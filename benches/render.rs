//! This bench test renders a large document with deeply nested content —
//! quoted lists, multi-paragraph items, and mixed heading styles.

#![allow(missing_docs)]

use criterion::{criterion_group, criterion_main, Criterion};
use mdbuilder::{BulletStyle, Document, HeadingLevel};

/// Builds a document with 100 sections of nested content.
fn build_large_document() -> Document {
    Document::build(|doc| {
        doc.underlined_heading("Benchmark Document");
        for section in 1..=100 {
            doc.heading_with(format!("Section {section}"), HeadingLevel::H2)
                .paragraph_lines(["Introductory text", "with a second line"])
                .ordered_list(|list| {
                    for item in 1..=12 {
                        list.item_with(|entry| {
                            entry
                                .paragraph_lines([format!("Item {item}"), "continued".to_string()])
                                .unordered_list_items(["nested a", "nested b"]);
                        });
                    }
                })
                .block_quote(|quote| {
                    quote
                        .unordered_list_with(BulletStyle::Hyphen, |list| {
                            list.item("quoted one").item("quoted two");
                        })
                        .line("attribution");
                })
                .horizontal_rule();
        }
    })
}

fn render_large_document(c: &mut Criterion) {
    c.bench_function("render large document", |b| {
        b.iter(|| {
            let document = build_large_document();
            assert!(!document.is_empty());
        });
    });
}

criterion_group!(benches, render_large_document);
criterion_main!(benches);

### Goal of the exercise:
Return each entry above exactly, leaving none out.

### Result of this task:
filename benches/render.rs
//! This bench test renders a large document with deeply nested content —
//! quoted lists, multi-paragraph items, and mixed heading styles.

#![allow(missing_docs)]

use criterion::{criterion_group, criterion_main, Criterion};
use mdbuilder::{BulletStyle, Document, HeadingLevel};

/// Builds a document with 100 sections of nested content.
fn build_large_document() -> Document {
    Document::build(|doc| {
        doc.underlined_heading("Benchmark Document");
        for section in 1..=100 {
            doc.heading_with(format!("Section {section}"), HeadingLevel::H2)
                .paragraph_lines(["Introductory text", "with a second line"])
                .ordered_list(|list| {
                    for item in 1..=12 {
                        list.item_with(|entry| {
                            entry
                                .paragraph_lines([format!("Item {item}"), "continued".to_string()])
                                .unordered_list_items(["nested a", "nested b"]);
                        });
                    }
                })
                .block_quote(|quote| {
                    quote
                        .unordered_list_with(BulletStyle::Hyphen, |list| {
                            list.item("quoted one").item("quoted two");
                        })
                        .line("attribution");
                })
                .horizontal_rule();
        }
    })
}

fn render_large_document(c: &mut Criterion) {
    c.bench_function("render large document", |b| {
        b.iter(|| {
            let document = build_large_document();
            assert!(!document.is_empty());
        });
    });
}

criterion_group!(benches, render_large_document);
criterion_main!(benches);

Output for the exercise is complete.